Outro caso envolvendo o seu escritório refere-se à Pantera Alimentos,
fabricante de Itu (SP) e dona de cinco marcas. Ele conta que a empresa
vinha buscando novas linhas desde 2019, e no ano seguinte ainda
conseguiu fechar créditos com bancos e em fundos de direitos creditórios,
mas a alavancagem foi crescendo de forma acumulada. São R$ 97 milhões
em passivos. “Abrimos mediação, mas não houve acordo, tivemos que ir
para uma recuperação judicial”, disse ele.
“A nossa expectativa é que isso cresça mais no segundo semestre, porque
anos eleitorais têm um cenário econômico mais tenso, e ainda com Selic
em patamar alto até parte de 2023. Armou-se uma bola de neve em muitos
negócios que precisa ser desarmada”.
Esse movimento acontece em paralelo à necessidade de as empresas
colocarem certos ativos à venda na tentativa de reduzir essa alavancagem.
“Nesses casos, são negociações menos por questões de oportunidade e
mais por causa de cobranças”, disse Thiago Giantomassi, chefe da área de
bancária e financeira da Demarest.
Esse movimento por assessoria em reestruturações, na visão da Demarest,
supera os números de 2020 e 2021, mas está menor que o verificado na
recessão de 2015. “A diferença para 2020 é que as demandas vinham mais
no campo teórico, e hoje já chegam com aspectos de fundo muito mais
prático, e com uma crença de que não vão conseguir sair da situação sem
mediação”, diz o sócio da Demarest, Guilherme Bechara.

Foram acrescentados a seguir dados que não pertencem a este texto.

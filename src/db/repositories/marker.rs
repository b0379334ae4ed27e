use anyhow::{Context, Result};
use sea_orm::{ActiveModelTrait, DatabaseConnection, EntityTrait, QueryOrder, Set};

use crate::entities::{markers, users};

pub struct MarkerRepository {
    conn: DatabaseConnection,
}

impl MarkerRepository {
    #[must_use]
    pub const fn new(conn: DatabaseConnection) -> Self {
        Self { conn }
    }

    /// Insert a marker owned by `created_by`. Values are stored verbatim,
    /// no range or length validation.
    #[allow(clippy::too_many_arguments)]
    pub async fn insert(
        &self,
        lat: f64,
        lon: f64,
        kind: &str,
        label: &str,
        description: Option<&str>,
        created_by: i32,
        created_at: &str,
    ) -> Result<i32> {
        let active = markers::ActiveModel {
            lat: Set(lat),
            lon: Set(lon),
            kind: Set(kind.to_string()),
            label: Set(label.to_string()),
            description: Set(description.map(ToString::to_string)),
            created_at: Set(created_at.to_string()),
            created_by: Set(created_by),
            ..Default::default()
        };

        let model = active
            .insert(&self.conn)
            .await
            .context("Failed to insert marker")?;

        Ok(model.id)
    }

    /// All markers in insertion order, each joined with its creator row.
    /// The creator side is `None` when the referenced user no longer exists.
    pub async fn list_with_creators(&self) -> Result<Vec<(markers::Model, Option<users::Model>)>> {
        let rows = markers::Entity::find()
            .find_also_related(users::Entity)
            .order_by_asc(markers::Column::Id)
            .all(&self.conn)
            .await
            .context("Failed to query markers")?;

        Ok(rows)
    }
}
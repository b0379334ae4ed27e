//! Signed access tokens (HS256, symmetric secret).
//!
//! A token stays valid for its full lifetime; there is no revocation list.
//! Account-state changes still bite on the next request because
//! authentication re-reads the user record per call.

use anyhow::{Context, Result};
use chrono::{Duration, Utc};
use jsonwebtoken::{DecodingKey, EncodingKey, Header, Validation, decode, encode};
use serde::{Deserialize, Serialize};

use crate::config::AuthConfig;

/// Claims carried by an access token.
#[derive(Debug, Serialize, Deserialize, Clone)]
pub struct Claims {
    /// Subject (username)
    pub sub: String,
    /// Expiration time (Unix timestamp)
    pub exp: i64,
    /// Issued at (Unix timestamp)
    pub iat: i64,
}

/// Token service for issuance and validation.
#[derive(Clone)]
pub struct TokenService {
    lifetime: Duration,
    encoding_key: EncodingKey,
    decoding_key: DecodingKey,
}

impl TokenService {
    #[must_use]
    pub fn new(config: &AuthConfig) -> Self {
        Self {
            lifetime: Duration::hours(config.token_lifetime_hours),
            encoding_key: EncodingKey::from_secret(config.token_secret.as_bytes()),
            decoding_key: DecodingKey::from_secret(config.token_secret.as_bytes()),
        }
    }

    /// Issue an access token with the username as subject.
    pub fn issue(&self, username: &str) -> Result<String> {
        let now = Utc::now();
        let claims = Claims {
            sub: username.to_string(),
            exp: (now + self.lifetime).timestamp(),
            iat: now.timestamp(),
        };

        encode(&Header::default(), &claims, &self.encoding_key)
            .context("Failed to encode access token")
    }

    /// Validate signature and expiry, returning the decoded claims.
    pub fn verify(&self, token: &str) -> Result<Claims> {
        let mut validation = Validation::default();
        validation.validate_exp = true;
        validation.set_required_spec_claims(&["exp", "sub"]);

        let token_data = decode::<Claims>(token, &self.decoding_key, &validation)
            .context("Invalid access token")?;

        Ok(token_data.claims)
    }
}
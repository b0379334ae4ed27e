use sea_orm::entity::prelude::*;

#[derive(Clone, Debug, PartialEq, Eq, DeriveEntityModel)]
#[sea_orm(table_name = "users")]
pub struct Model {
    #[sea_orm(primary_key)]
    pub id: i32,

    #[sea_orm(unique)]
    pub username: String,

    /// Argon2id password hash
    pub password_hash: String,

    pub is_admin: bool,

    /// Gate: login is refused until an admin flips this.
    pub is_approved: bool,

    pub created_at: String,
}

#[derive(Copy, Clone, Debug, EnumIter, DeriveRelation)]
pub enum Relation {
    #[sea_orm(has_many = "super::markers::Entity")]
    Markers,
}

impl Related<super::markers::Entity> for Entity {
    fn to() -> RelationDef {
        Relation::Markers.def()
    }
}

impl ActiveModelBehavior for ActiveModel {}
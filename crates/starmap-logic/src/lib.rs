//! Pure galaxy generation logic for Starmap.
//!
//! This crate contains the procedural generation engine, independent of any
//! database, engine, or runtime. Every operation works against the
//! [`store::GalaxyStore`] trait and an injected `rand::Rng`, making it
//! unit-testable and portable across SpacetimeDB (WASM) and native tools.
//!
//! # Module Overview
//!
//! | Module | Purpose |
//! |--------|---------|
//! | [`bulk`] | Populate every empty sector of a galaxy, one commit per sector |
//! | [`catalog`] | Default planet-type catalog for seeding stores |
//! | [`config`] | Generation tuning and placement truncation policy |
//! | [`constants`] | Grid sizes, caps, star type and band ids (u8) |
//! | [`density`] | Radial + spiral-arm density field over the sector grid |
//! | [`error`] | Store and generation error types |
//! | [`galaxy`] | Galaxy creation with its full sector grid |
//! | [`model`] | Galaxy, sector, system, planet and planet-type records |
//! | [`placement`] | Collision-avoiding random placement |
//! | [`queries`] | Read views: listings, density map, statistics |
//! | [`sector`] | Star system population of one sector |
//! | [`store`] | Storage capability trait and in-memory store |
//! | [`system`] | Planet population of one star system |
//! | [`type_tables`] | Weighted star-type table and band preferences |

pub mod bulk;
pub mod catalog;
pub mod config;
pub mod constants;
pub mod density;
pub mod error;
pub mod galaxy;
pub mod model;
pub mod placement;
pub mod queries;
pub mod sector;
pub mod store;
pub mod system;
pub mod type_tables;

De acordo com Diogo Berger, responsável por reestruturação de dívidas do
Santander, o cenário atual é parecido com o período de 2014 e 2016, em
termos de aumento da taxas de juros. Àquele período, a inadimplência era
mais generalizada. No entanto, ele vê agora um cenário benigno para as
empresas, sobretudo as de grande porte, uma vez que as empresas veem
de um reforço de caixa no mercado de capitais. “A crise passada foi muito
severa, com bancos criando estruturas internas para acomodar essas
companhias.”
Segundo Berger, os times dos bancos cresceram. “Desde então, o sistema
financeiro tem como trabalhar de forma preventiva os casos mais
complicados e conseguem organizar melhor aquele bangue-bangue [entre
os credores], que querem sair na frente”.
Procurada, a GeneSeas informou em nota que “enfrenta uma situação
desafiadora, comum a todo o mercado de proteína animal, que se ressente
de um cenário macroeconômico complexo, impactado pelo grande
aumento nas taxas de juros, alta nos preços da energia e das commodities
e aumento da probabilidade de uma recessão global.”
Ainda segundo a nota da empresa, a “GeneSeas tem trabalhado em um
plano de renegociação amigável com toda a sua cadeia produtiva, por meio
de um processo focado em redução de custos e na implementação de
medidas gerenciais que promovem a eficiência operacional e ajudam a
reforçar o fluxo de caixa. O objetivo da empresa é manter a capacidade de
funcionamento, ofertando produtos de qualidade aos clientes e buscando
preservar o maior número de postos de trabalho possível”. A Aqua Capital
não comenta.
Cemig e Santo Antonio também preferiram não comentar o assunto.